The book reviews the role of Arun Nehru; and the government’s attempts to frame Amitabh Bachchan. She was under pressure to find evidence that linked one of the pay-off accounts as Bachchan’s. She describes his visit to her home with wife Jaya, after she refused to write stories that suggested he was a recipient of commissions (he helped her mother-in-law lay the dinner table.) The government itself diluted requests to seek information from Switzerland.
 
Ms Subramaniam’s struggles as a reporter, a wife, and a young mother are poignant. “Four years into my marriage, I had a baby just as the scandal broke.
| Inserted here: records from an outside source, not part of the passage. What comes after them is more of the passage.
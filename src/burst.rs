// A burst is the particle explosion left behind by a popped bubble.
// BurstManager owns every live burst and drops them once fully faded.

use crate::audio::{self, AudioOutput};
use crate::color::Color;
use crate::particle::Particle;
use log::trace;
use rand::Rng;
use vecmath::Vector2;

#[derive(Clone, Debug)]
pub struct Burst {
    pub particles: Vec<Particle>,
}

impl Burst {
    pub const MIN_PARTICLES: usize = 15;
    pub const MAX_PARTICLES: usize = 30;

    pub fn new<R: Rng>(pos: Vector2<f64>, color: Color, rng: &mut R) -> Burst {
        let count = rng.gen_range(Burst::MIN_PARTICLES, Burst::MAX_PARTICLES);
        let particles = (0..count)
            .map(|_| Particle::random(pos, color, rng))
            .collect();
        Burst { particles }
    }

    pub fn update(&mut self) {
        for particle in &mut self.particles {
            particle.update();
        }
        self.particles.retain(|p| !p.is_finished());
    }

    pub fn is_empty(&self) -> bool {
        self.particles.is_empty()
    }
}

#[derive(Default)]
pub struct BurstManager {
    bursts: Vec<Burst>,
}

impl BurstManager {
    pub fn new() -> Self {
        BurstManager { bursts: Vec::new() }
    }

    pub fn spawn_burst<R: Rng, A: AudioOutput + ?Sized>(
        &mut self,
        x: f64,
        y: f64,
        color: Color,
        rng: &mut R,
        audio: &mut A,
    ) {
        let burst = Burst::new([x, y], color, rng);
        trace!("burst of {} particles at ({:.1}, {:.1})", burst.particles.len(), x, y);
        self.bursts.push(burst);
        audio::cue_pop(audio);
    }

    pub fn advance(&mut self) {
        for burst in &mut self.bursts {
            burst.update();
        }
        self.bursts.retain(|b| !b.is_empty());
    }

    pub fn bursts(&self) -> &[Burst] {
        &self.bursts
    }

    pub fn particles(&self) -> impl Iterator<Item = &Particle> {
        self.bursts.iter().flat_map(|b| b.particles.iter())
    }

    pub fn len(&self) -> usize {
        self.bursts.len()
    }

    pub fn is_empty(&self) -> bool {
        self.bursts.is_empty()
    }
}

#[cfg(test)]
mod tests {
    use super::*;
    use crate::testing::{AudioCall, RecordingAudio};
    use rand::rngs::StdRng;
    use rand::SeedableRng;

    const GREY: Color = Color::from_u32(0xd6ccc2ff);

    #[test]
    fn burst_size_is_within_range() {
        let mut rng = StdRng::seed_from_u64(1);
        for _ in 0..500 {
            let burst = Burst::new([0.0, 0.0], GREY, &mut rng);
            let n = burst.particles.len();
            assert!(n >= Burst::MIN_PARTICLES && n < Burst::MAX_PARTICLES, "{}", n);
            assert!(burst.particles.iter().all(|p| p.color == GREY));
        }
    }

    #[test]
    fn spawn_appends_burst_and_plays_cue_once() {
        let mut rng = StdRng::seed_from_u64(2);
        let mut audio = RecordingAudio::loaded();
        let mut manager = BurstManager::new();
        manager.spawn_burst(100.0, 100.0, GREY, &mut rng, &mut audio);

        assert_eq!(manager.len(), 1);
        assert!(manager.particles().all(|p| p.pos == [100.0, 100.0]));
        assert_eq!(audio.calls, vec![AudioCall::Stop, AudioCall::Play]);
    }

    #[test]
    fn spawn_without_sound_still_bursts() {
        let mut rng = StdRng::seed_from_u64(3);
        let mut audio = RecordingAudio::unloaded();
        let mut manager = BurstManager::new();
        manager.spawn_burst(0.0, 0.0, GREY, &mut rng, &mut audio);
        assert_eq!(manager.len(), 1);
        assert!(audio.calls.is_empty());
    }

    #[test]
    fn advance_fades_every_particle_by_five() {
        let mut rng = StdRng::seed_from_u64(4);
        let mut manager = BurstManager::new();
        manager.spawn_burst(0.0, 0.0, GREY, &mut rng, &mut RecordingAudio::unloaded());
        let before = manager.particles().count();
        manager.advance();
        assert_eq!(manager.particles().count(), before);
        assert!(manager.particles().all(|p| p.lifespan == 250));
    }

    #[test]
    fn expired_particles_are_pruned_without_skipping() {
        let mut burst = Burst {
            particles: vec![
                Particle::new([0.0, 0.0], [0.0, 0.0], 2.0, GREY),
                Particle::new([0.0, 0.0], [0.0, 0.0], 2.0, GREY),
                Particle::new([0.0, 0.0], [0.0, 0.0], 2.0, GREY),
            ],
        };
        burst.particles[0].lifespan = 3;
        burst.particles[1].lifespan = 4;
        burst.particles[2].lifespan = 6;
        burst.update();
        assert_eq!(burst.particles.len(), 1);
        assert_eq!(burst.particles[0].lifespan, 1);
    }

    #[test]
    fn burst_disappears_on_the_frame_its_last_particle_expires() {
        let mut rng = StdRng::seed_from_u64(5);
        let mut manager = BurstManager::new();
        manager.spawn_burst(0.0, 0.0, GREY, &mut rng, &mut RecordingAudio::unloaded());
        manager.spawn_burst(9.0, 9.0, GREY, &mut rng, &mut RecordingAudio::unloaded());
        for burst in &mut manager.bursts {
            for p in &mut burst.particles {
                p.lifespan = 3;
            }
        }
        manager.bursts[1].particles[0].lifespan = 255;

        manager.advance();
        assert_eq!(manager.len(), 1);
        assert_eq!(manager.particles().count(), 1);

        for _ in 0..50 {
            manager.advance();
        }
        assert_eq!(manager.len(), 1);
        manager.advance();
        assert!(manager.is_empty());
    }
}
// Drawing seam between the game and the page. The game only needs a handful of
// filled primitives, so anything that can draw them can host it.

use crate::color::Color;
use crate::error::GameError;
use log::warn;
use std::f64::consts::PI;
use vecmath::Vector2;
use wasm_bindgen::{JsCast, JsValue};
use web_sys::{CanvasRenderingContext2d, HtmlCanvasElement};

#[derive(Copy, Clone, Debug, PartialEq, Eq)]
pub enum TextAlign {
    Left,
    Right,
}

impl TextAlign {
    pub fn as_css(&self) -> &'static str {
        match self {
            TextAlign::Left => "left",
            TextAlign::Right => "right",
        }
    }
}

pub trait Surface {
    fn resize(&mut self, width: u32, height: u32);
    fn fill_background(&mut self, color: Color);
    fn fill_circle(&mut self, center: Vector2<f64>, radius: f64, color: Color);
    fn fill_polygon(&mut self, points: &[Vector2<f64>], color: Color);
    // `pos` is the top anchor; `align` picks which side of the text it sits on
    fn fill_text(&mut self, text: &str, pos: Vector2<f64>, size: f64, align: TextAlign, color: Color);
}

pub struct CanvasSurface {
    canvas: HtmlCanvasElement,
    context: CanvasRenderingContext2d,
}

impl CanvasSurface {
    pub fn new(canvas: HtmlCanvasElement) -> Result<Self, GameError> {
        let context = canvas
            .get_context("2d")
            .map_err(GameError::js)?
            .ok_or(GameError::ContextUnavailable)?
            .dyn_into::<CanvasRenderingContext2d>()
            .map_err(|_| GameError::ContextUnavailable)?;
        Ok(CanvasSurface { canvas, context })
    }

    pub fn width(&self) -> u32 {
        self.canvas.width()
    }

    pub fn height(&self) -> u32 {
        self.canvas.height()
    }

    fn set_fill(&self, color: Color) {
        self.context.set_fill_style(&JsValue::from_str(&color.to_css()));
    }
}

impl Surface for CanvasSurface {
    fn resize(&mut self, width: u32, height: u32) {
        self.canvas.set_width(width);
        self.canvas.set_height(height);
    }

    fn fill_background(&mut self, color: Color) {
        self.set_fill(color);
        self.context
            .fill_rect(0.0, 0.0, self.canvas.width() as f64, self.canvas.height() as f64);
    }

    fn fill_circle(&mut self, center: Vector2<f64>, radius: f64, color: Color) {
        self.set_fill(color);
        self.context.begin_path();
        if let Err(err) = self.context.arc(center[0], center[1], radius, 0.0, 2.0 * PI) {
            warn!("arc failed: {:?}", err);
            return;
        }
        self.context.fill();
    }

    fn fill_polygon(&mut self, points: &[Vector2<f64>], color: Color) {
        let (first, rest) = match points.split_first() {
            Some(split) => split,
            None => return,
        };
        self.set_fill(color);
        self.context.begin_path();
        self.context.move_to(first[0], first[1]);
        for point in rest {
            self.context.line_to(point[0], point[1]);
        }
        self.context.close_path();
        self.context.fill();
    }

    fn fill_text(&mut self, text: &str, pos: Vector2<f64>, size: f64, align: TextAlign, color: Color) {
        self.set_fill(color);
        self.context.set_font(&format!("{}px sans-serif", size));
        self.context.set_text_align(align.as_css());
        self.context.set_text_baseline("top");
        if let Err(err) = self.context.fill_text(text, pos[0], pos[1]) {
            warn!("fill_text failed: {:?}", err);
        }
    }
}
I raised our son between feeding bottles, Pampers, mashed apples and trunk calls from India. As I juggled my marriage against the biggest story of my career and my country’s contemporary history, questions ran amok through my mind,” she writes.
 
As editors she worked with collected awards for investigations she had done, while colluding with the very people they had vowed to “expose”, Ms Subramaniam says she found friends in the unlikeliest places: Some fellow journalists, whistleblowers in Switzerland and Sweden, helpful lawyers, au pairs  and many who are nameless in the book. There was danger too. She battled anonymous calls and smashed car windows. The brakes in her car failed and were found to be tampered with. Explicit death threats to her baby son were made over trunk calls from India. On one occasion, a Ms Donovan from the UK tried to deposit money in her bank account.
 
In parallel, the book details another case of corruption — the purchase of the HDW submarines from Germany, the investigation of which also came to nought. Earlier this week, Christian Michel James, the alleged middleman in the AgustaWestland VVIP chopper scam, refused to accept bail, calling Delhi an “unsafe” place for him. He has been in prison for six and a half years for a crime that has seven years maximum punishment. His trial hasn’t even begun. It does make you wonder.
 
Ms Subramaniam’s book goes deep into the complex financial network of companies where the Bofors bribery money was lodged. She unearthed all the linkages at a time when there were no mobile phones or internet, and negligible institutional support. That she could unearth so much information is testament to her passion as a reporter.
 
Despite all that, her book is occasionally confusing. She writes that Martin Ardbo was on the flight that was carrying Rajiv Gandhi and Swedish PM Olaf Palme. Which flight? From where? She writes that Ardbo, seated within hearing distance of both men, smiled to himself: He reckoned the contract was a done deal. But how do we know this as, in the next paragraph, she writes: “We still don’t know what terms were discussed on the flight”.
 
There are small but jarring errors. The joint secretary in the ministry of defence who was part of the secret meeting to tutor Bofors was not K Banerji but T K Banerji. Teji Bachchan was a she, not a he. The grant to the Rajiv Gandhi Foundation made by Manmohan Singh in his first Budget was not ₹1,000 crore but ₹100 crore. And it was not “S Chandrashekhar” who became Prime Minister after V P Singh but Chandra Shekhar.
 
But Ms Subramaniam’s book is truthful and unsparing even when it comes to examining her own motivations. All reporters must read it and all Indians must learn from it.